Please filter the data down to the lines that include the word "linear" and copy them.

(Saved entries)

■ ■ ■ ■ ■

//! Piecewise-linear mapping from a measured quantity to a 0-100 score.
//!
//! Good values land in 80-100, borderline values in 50-79 and poor values in
//! 0-49, each linear in the distance from the nearest good threshold.

use crate::services::geometry::lerp_clamped;

/// Bands for a quantity where smaller is better
#[derive(Debug, Clone, Copy, PartialEq)]
pub struct LowerIsBetter {
    /// At or below this value the score is 100
    pub ideal: f64,
    /// Upper edge of the good band (score 80)
    pub good: f64,
    /// Upper edge of the borderline band (score 50)
    pub fair: f64,
    /// Value at which the score reaches 0
    pub worst: f64,
}

impl LowerIsBetter {
    pub const fn new(ideal: f64, good: f64, fair: f64, worst: f64) -> Self {
        Self {
            ideal,
            good,
            fair,
            worst,
        }
    }

    pub fn score(&self, value: f64) -> f64 {
        if value.is_nan() {
            return 0.0;
        }
        if value <= self.ideal {
            100.0
        } else if value <= self.good {
            lerp_clamped(value, self.ideal, self.good, 100.0, 80.0)
        } else if value <= self.fair {
            lerp_clamped(value, self.good, self.fair, 79.0, 50.0)
        } else {
            lerp_clamped(value, self.fair, self.worst, 49.0, 0.0)
        }
    }

    pub fn is_good(&self, value: f64) -> bool {
        value <= self.good
    }
}

/// Bands for a quantity that should sit inside `[low, high]`
#[derive(Debug, Clone, Copy, PartialEq)]
pub struct InRange {
    pub low: f64,
    pub high: f64,
    /// Distance outside the range still rated borderline
    pub fair_margin: f64,
    /// Further distance over which the score falls to 0
    pub poor_margin: f64,
}

impl InRange {
    pub const fn new(low: f64, high: f64, fair_margin: f64, poor_margin: f64) -> Self {
        Self {
            low,
            high,
            fair_margin,
            poor_margin,
        }
    }

    pub fn score(&self, value: f64) -> f64 {
        if value.is_nan() {
            return 0.0;
        }
        if self.contains(value) {
            let center = (self.low + self.high) / 2.0;
            let half_width = (self.high - self.low) / 2.0;
            return lerp_clamped((value - center).abs(), 0.0, half_width, 100.0, 80.0);
        }

        let distance = if value < self.low {
            self.low - value
        } else {
            value - self.high
        };

        if distance <= self.fair_margin {
            lerp_clamped(distance, 0.0, self.fair_margin, 79.0, 50.0)
        } else {
            lerp_clamped(
                distance,
                self.fair_margin,
                self.fair_margin + self.poor_margin,
                49.0,
                0.0,
            )
        }
    }

    pub fn contains(&self, value: f64) -> bool {
        value >= self.low && value <= self.high
    }
}

#[cfg(test)]
mod tests {
    use super::*;

    const BANDS: LowerIsBetter = LowerIsBetter::new(0.0, 0.08, 0.12, 0.30);

    #[test]
    fn test_lower_is_better_band_edges() {
        assert_eq!(BANDS.score(0.0), 100.0);
        assert_eq!(BANDS.score(-1.0), 100.0);
        assert!((BANDS.score(0.04) - 90.0).abs() < 1e-9);
        assert!((BANDS.score(0.08) - 80.0).abs() < 1e-9);
        assert!(BANDS.score(0.0801) < 80.0 && BANDS.score(0.0801) > 78.9);
        assert!((BANDS.score(0.12) - 50.0).abs() < 1e-9);
        assert!(BANDS.score(0.13) < 50.0);
        assert_eq!(BANDS.score(0.30), 0.0);
        assert_eq!(BANDS.score(5.0), 0.0);
        assert_eq!(BANDS.score(f64::NAN), 0.0);
    }

    #[test]
    fn test_lower_is_better_monotonic() {
        let mut last = f64::INFINITY;
        for i in 0..400 {
            let score = BANDS.score(i as f64 * 0.001);
            assert!(score <= last);
            last = score;
        }
    }

    #[test]
    fn test_in_range_scores() {
        let bands = InRange::new(1.2, 2.2, 0.3, 0.6);
        assert!((bands.score(1.7) - 100.0).abs() < 1e-9);
        assert!((bands.score(1.2) - 80.0).abs() < 1e-9);
        assert!((bands.score(2.2) - 80.0).abs() < 1e-9);
        assert!((bands.score(0.9) - 50.0).abs() < 1e-9);
        assert!(bands.score(2.6) < 50.0);
        assert_eq!(bands.score(0.0), 0.0);
    }
}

■ ■ ■ ■ ■

- [Written answer]
//! Piecewise-linear mapping from a measured quantity to a 0-100 score.
//! 0-49, each linear in the distance from the nearest good threshold.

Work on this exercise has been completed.